L’avant-dernier jour je suis arrivée épuisée à mon adresse de couchage et encore une fois : l’auberge est pleine. Erreur !
Pas de convivialité ici, débrouillez-vous. Je suis retourné au village, pas en colère, pas paniqué mais surpris, qu’est-ce qu’on m’a donné dans ces beaux détails d’en haut ?
Tout ce que je voulais, c’était un banc, un mur, une chaise, de l’ombre. Puis mon téléphone émet un bip, d’une manière ou d’une autre, j’ai mon téléphone à portée de main en ce moment. Le voyageur que j’avais rencontré par mes écrits envoie un cri d’encouragement ; Encore 7 km et puis j’y suis ! Vous vous en sortez bien ? Je t’envoie un texto pour dire que je viens d’apprendre que je n’ai pas de lit… Cinq minutes plus tard, elle propose de demander au camping où séjourne son petit ami s’ils ont une place au B&B là-bas.
Vingt minutes plus tard, la voiture de l’ami s’arrête et je dis en plaisantant : est-ce que je peux aller avec ce monsieur inconnu ? Il répond par : Je te connais déjà un peu… Pourquoi, c’est ma question.

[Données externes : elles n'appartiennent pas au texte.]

//! Locked service entrypoints over the CA engine.

use std::fs::File;
use std::io::{Read, Seek, SeekFrom};
use std::sync::Arc;

use chrono::{DateTime, Utc};
use parking_lot::{Mutex, RwLock};
use serde::Serialize;
use tracing::{info, warn};
use vmca_core::clock::asn1_to_utc;
use vmca_core::store::normalize_serial;
use vmca_core::{
    BuiltCrl, CaError, CaHandle, CaState, CertificateEntry, CertificateSigner, CertificateStatus,
    CertificateStore, CrlBuilder, CrlNumberRegistry, CrlNumberStore, CrlPublisher,
    FunctionalLevel, IssuedCertificate, RevocationReason,
};
use x509_parser::prelude::*;

use crate::config::ServiceConfig;
use crate::stores::{JsonCertificateStore, JsonCrlNumberStore};
use crate::{Result, SrvError};

/// Largest slice returned by one [`CaService::get_crl`] call.
pub const MAX_CRL_CHUNK: usize = 64 * 1024;

/// Summary of the published CRL.
#[derive(Debug, Clone, PartialEq, Eq, Serialize)]
pub struct CrlInfo {
    pub crl_number: Option<u64>,
    pub last_update: Option<DateTime<Utc>>,
    pub next_update: Option<DateTime<Utc>>,
    pub entries: usize,
    pub size: usize,
}

/// The certificate authority service.
///
/// Reads share the service lock; issuance, revocation and root installation
/// take it exclusively. CRL regeneration is serialized by its own mutex and
/// only takes the service lock to publish.
pub struct CaService {
    config: ServiceConfig,
    service_lock: Arc<RwLock<()>>,
    regen_lock: Mutex<()>,
    state: CaState,
    signer: CertificateSigner,
    numbers: CrlNumberRegistry,
    builder: CrlBuilder,
    publisher: CrlPublisher,
    certs: Arc<dyn CertificateStore>,
}

impl CaService {
    /// Open the service over the files in `config.data_dir`.
    pub fn open(config: ServiceConfig) -> Result<Self> {
        std::fs::create_dir_all(&config.data_dir)?;
        let certs = Arc::new(JsonCertificateStore::open(config.cert_db_path())?);
        let numbers = Arc::new(JsonCrlNumberStore::new(config.crl_number_path()));
        Self::with_stores(config, certs, numbers)
    }

    /// Open the service with caller-provided stores.
    pub fn with_stores(
        config: ServiceConfig,
        certs: Arc<dyn CertificateStore>,
        crl_numbers: Arc<dyn CrlNumberStore>,
    ) -> Result<Self> {
        let service_lock = Arc::new(RwLock::new(()));
        let state = CaState::new();

        let (cert_path, key_path) = (config.root_cert_path(), config.private_key_path());
        if cert_path.exists() && key_path.exists() {
            let ca = CaHandle::from_files(&cert_path, &key_path)?;
            state.set_ca(Some(Arc::new(ca)));
        } else {
            warn!(path = %cert_path.display(), "no root ca installed");
        }

        let numbers = CrlNumberRegistry::new(crl_numbers);
        numbers.load(published_crl_number(&config)?)?;

        let builder = CrlBuilder::new(config.crl.policy, config.crl_temp_path(), config.crl_path());
        let publisher = CrlPublisher::new(
            config.crl_temp_path(),
            config.crl_path(),
            Arc::clone(&service_lock),
        );

        Ok(Self {
            signer: config.signer(),
            config,
            service_lock,
            regen_lock: Mutex::new(()),
            state,
            numbers,
            builder,
            publisher,
            certs,
        })
    }

    pub const fn config(&self) -> &ServiceConfig {
        &self.config
    }

    pub fn functional_level(&self) -> FunctionalLevel {
        self.state.functional_level()
    }

    /// Install a CA certificate bundle and its key, then publish a CRL.
    pub fn add_root_certificate(&self, cert_pem: &str, key_pem: &str) -> Result<BuiltCrl> {
        let ca = CaHandle::from_pem(cert_pem, key_pem)?;
        {
            let _guard = self.service_lock.write();
            write_file(&self.config.root_cert_path(), cert_pem.as_bytes(), 0o644)?;
            write_file(&self.config.private_key_path(), key_pem.as_bytes(), 0o600)?;
            self.state.set_ca(Some(Arc::new(ca)));
        }
        self.regenerate_crl()
    }

    /// The CA certificate followed by its chain.
    pub fn root_certificate(&self) -> Result<String> {
        let _guard = self.service_lock.read();
        Ok(self.state.get_ca()?.bundle_pem())
    }

    /// Sign a CSR and record the result in the certificate database.
    pub fn issue_certificate(
        &self,
        csr_pem: &str,
        not_before: DateTime<Utc>,
        not_after: DateTime<Utc>,
    ) -> Result<IssuedCertificate> {
        let _guard = self.service_lock.write();
        self.state.validate()?;
        let ca = self.state.get_ca()?;
        let issued = self.signer.sign(&ca, csr_pem, not_before, not_after)?;
        self.certs.add_certificate(CertificateEntry::from(&issued))?;
        Ok(issued)
    }

    /// Revoke a certificate given in PEM form.
    ///
    /// Same commit semantics as [`revoke_serial`](Self::revoke_serial).
    pub fn revoke_certificate(&self, cert_pem: &str, reason: u32) -> Result<BuiltCrl> {
        let der = certificate_der(cert_pem)?;
        let serial = {
            let _guard = self.service_lock.read();
            let ca = self.state.get_ca()?;
            if !ca.verify_issued(&der)? {
                return Err(SrvError::Verification(
                    "certificate was not issued by this ca".into(),
                ));
            }
            serial_of(&der)?
        };
        self.revoke_serial(&serial, reason)
    }

    /// Revoke by serial number, then regenerate and publish the CRL.
    ///
    /// The revocation is committed to the database before the CRL is rebuilt.
    /// If the rebuild fails the error is returned but the revocation stands:
    /// a retry reports `AlreadyRevoked`, and the next successful
    /// [`regenerate_crl`](Self::regenerate_crl) (including the refresher's)
    /// lists the certificate.
    pub fn revoke_serial(&self, serial_hex: &str, reason: u32) -> Result<BuiltCrl> {
        let reason_code =
            RevocationReason::try_from_code(reason).ok_or(SrvError::InvalidReason(reason))?;
        {
            let _guard = self.service_lock.write();
            self.state.validate()?;
            self.certs
                .revoke_certificate(serial_hex, reason_code.code(), Utc::now())?;
            info!(serial = serial_hex, reason = ?reason_code, "revoked certificate");
        }
        self.regenerate_crl()
    }

    /// Certificates in the database, optionally only those with `status`.
    pub fn enumerate_certificates(
        &self,
        status: Option<CertificateStatus>,
    ) -> Result<Vec<CertificateEntry>> {
        let _guard = self.service_lock.read();
        let now = Utc::now();
        Ok(self
            .certs
            .list_certificates()?
            .into_iter()
            .filter(|entry| status.map_or(true, |s| entry.status(now) == s))
            .collect())
    }

    /// Check that a certificate was issued by this CA and report its status.
    pub fn verify_certificate(&self, cert_pem: &str) -> Result<CertificateStatus> {
        let der = certificate_der(cert_pem)?;
        let _guard = self.service_lock.read();
        let ca = self.state.get_ca()?;
        if !ca.verify_issued(&der)? {
            return Err(SrvError::Verification(
                "certificate was not issued by this ca".into(),
            ));
        }

        let (_, cert) = parse_x509_certificate(&der)
            .map_err(|e| SrvError::Verification(format!("certificate: {e}")))?;
        let serial = normalize_serial(&hex::encode_upper(cert.raw_serial()))?;
        if let Some(entry) = self.certs.get_certificate(&serial)? {
            if entry.revoked_at.is_some() {
                return Ok(CertificateStatus::Revoked);
            }
        }
        let not_after = asn1_to_utc(cert.validity().not_after)
            .ok_or_else(|| SrvError::Verification("notAfter out of range".into()))?;
        if not_after < Utc::now() {
            return Ok(CertificateStatus::Expired);
        }
        Ok(CertificateStatus::Active)
    }

    /// Rebuild the CRL from the database and publish it.
    ///
    /// Failures are returned to the caller; nothing is published on error.
    pub fn regenerate_crl(&self) -> Result<BuiltCrl> {
        let _regen = self.regen_lock.lock();
        self.state.validate()?;
        let built = self
            .builder
            .regenerate(&self.state, self.certs.as_ref(), &self.numbers)?;
        self.publisher.publish()?;
        Ok(built)
    }

    /// Up to `size` bytes of the live CRL starting at `offset`.
    ///
    /// Reads the file directly, so repeated calls see a newly published CRL.
    /// An offset at or past the end returns an empty slice.
    pub fn get_crl(&self, offset: u64, size: usize) -> Result<Vec<u8>> {
        let _guard = self.service_lock.read();
        self.state.validate()?;
        let path = self.publisher.live_path();
        let mut file = File::open(path).map_err(|e| CaError::file_io(path, e))?;
        file.seek(SeekFrom::Start(offset))
            .map_err(|e| CaError::file_io(path, e))?;
        let limit = size.min(MAX_CRL_CHUNK);
        let mut buf = Vec::with_capacity(limit);
        file.take(limit as u64)
            .read_to_end(&mut buf)
            .map_err(|e| CaError::file_io(path, e))?;
        Ok(buf)
    }

    /// Number, update times and size of the live CRL.
    pub fn crl_info(&self) -> Result<CrlInfo> {
        let _guard = self.service_lock.read();
        self.state.validate()?;
        let path = self.publisher.live_path();
        let der = std::fs::read(path).map_err(|e| CaError::file_io(path, e))?;
        let (_, crl) = parse_x509_crl(&der)
            .map_err(|e| SrvError::State(format!("published crl: {e}")))?;
        Ok(CrlInfo {
            crl_number: crl
                .crl_number()
                .map(|n| be_to_u64(&n.to_bytes_be()))
                .transpose()?,
            last_update: asn1_to_utc(crl.last_update()),
            next_update: crl.next_update().and_then(asn1_to_utc),
            entries: crl.iter_revoked_certificates().count(),
            size: der.len(),
        })
    }
}

impl std::fmt::Debug for CaService {
    fn fmt(&self, f: &mut std::fmt::Formatter<'_>) -> std::fmt::Result {
        f.debug_struct("CaService")
            .field("data_dir", &self.config.data_dir)
            .field("functional_level", &self.functional_level())
            .field("crl_number", &self.numbers.current())
            .finish_non_exhaustive()
    }
}

/// CRL number of the file currently published.
///
/// A missing or unparseable file gives no floor. A number too large to
/// continue from is an error, since starting below it would reuse numbers.
fn published_crl_number(config: &ServiceConfig) -> Result<Option<u64>> {
    let path = config.crl_path();
    let Ok(der) = std::fs::read(&path) else {
        return Ok(None);
    };
    let Ok((_, crl)) = parse_x509_crl(&der) else {
        warn!(path = %path.display(), "published crl is unreadable, no number floor");
        return Ok(None);
    };
    crl.crl_number()
        .map(|n| be_to_u64(&n.to_bytes_be()))
        .transpose()
}

fn be_to_u64(bytes: &[u8]) -> Result<u64> {
    let start = bytes.iter().take_while(|b| **b == 0).count();
    let significant = &bytes[start..];
    if significant.len() > 8 {
        return Err(CaError::CrlNumber(format!(
            "published crl number 0x{} does not fit in 64 bits",
            hex::encode_upper(significant)
        ))
        .into());
    }
    Ok(significant.iter().fold(0u64, |acc, b| (acc << 8) | u64::from(*b)))
}

fn certificate_der(cert_pem: &str) -> Result<Vec<u8>> {
    let block = ::pem::parse(cert_pem)
        .map_err(|e| SrvError::Verification(format!("certificate pem: {e}")))?;
    if block.tag() != "CERTIFICATE" {
        return Err(SrvError::Verification(format!(
            "expected a certificate, found {}",
            block.tag()
        )));
    }
    Ok(block.into_contents())
}

fn serial_of(der: &[u8]) -> Result<String> {
    let (_, cert) = parse_x509_certificate(der)
        .map_err(|e| SrvError::Verification(format!("certificate: {e}")))?;
    Ok(normalize_serial(&hex::encode_upper(cert.raw_serial()))?)
}

#[cfg(unix)]
fn write_file(path: &std::path::Path, bytes: &[u8], mode: u32) -> Result<()> {
    use std::io::Write;
    use std::os::unix::fs::OpenOptionsExt;

    let mut file = std::fs::OpenOptions::new()
        .write(true)
        .create(true)
        .truncate(true)
        .mode(mode)
        .open(path)
        .map_err(|e| CaError::file_io(path, e))?;
    file.write_all(bytes).map_err(|e| CaError::file_io(path, e))?;
    Ok(())
}

#[cfg(not(unix))]
fn write_file(path: &std::path::Path, bytes: &[u8], _mode: u32) -> Result<()> {
    std::fs::write(path, bytes).map_err(|e| CaError::file_io(path, e))?;
    Ok(())
}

Il dit que sa compagne a été tellement touchée par mes paroles, écrites dans la chapelle, qu’elle a pris une photo du texte et la lui a transmise. Je suis perplexe et je me demande ce que j’ai bien pu écrire. Mais pour la deuxième fois, j’ai un lit et mon problème est résolu pour le deuxième processus trop long.
Souriant avec gratitude
Je ne peux m’empêcher de sourire avec gratitude et de réaliser qu’en n’étant pas en colère et en ne paniquant pas, j’ai entendu le bip du téléphone ! L’Univers me l’a encore montré : faites-moi confiance. Je me sens guidée et soutenue par de nombreux anges sur mon chemin. Je suis content d’avoir pu les reconnaître et les accepter.
Parfois, je ne voyais pas tout de suite qu’ils étaient des anges, empêtrés dans des situations difficiles.
Parfois, les anges reconnaissables sur les poteaux et les routes me manquaient aussi et je me perdais pendant un moment.
Mais à chaque fois, ils sont entrés en scène.
Et moi, qui n’avais rien pour me donner la boussole, qui ne savais pas lire une carte et qui n’avançais qu’à petits pas. Je l’ai fait !
Grâce à toutes sortes d’anges sur mon chemin, cette marche est complète. Mon grand chemin de vie est aussi dans la dernière étape, je ne sais pas combien de kilomètres restants, combien trouvent et errent, mais l’ange du Chemin de la Sagesse reste sur ma rétine comme un symbole !!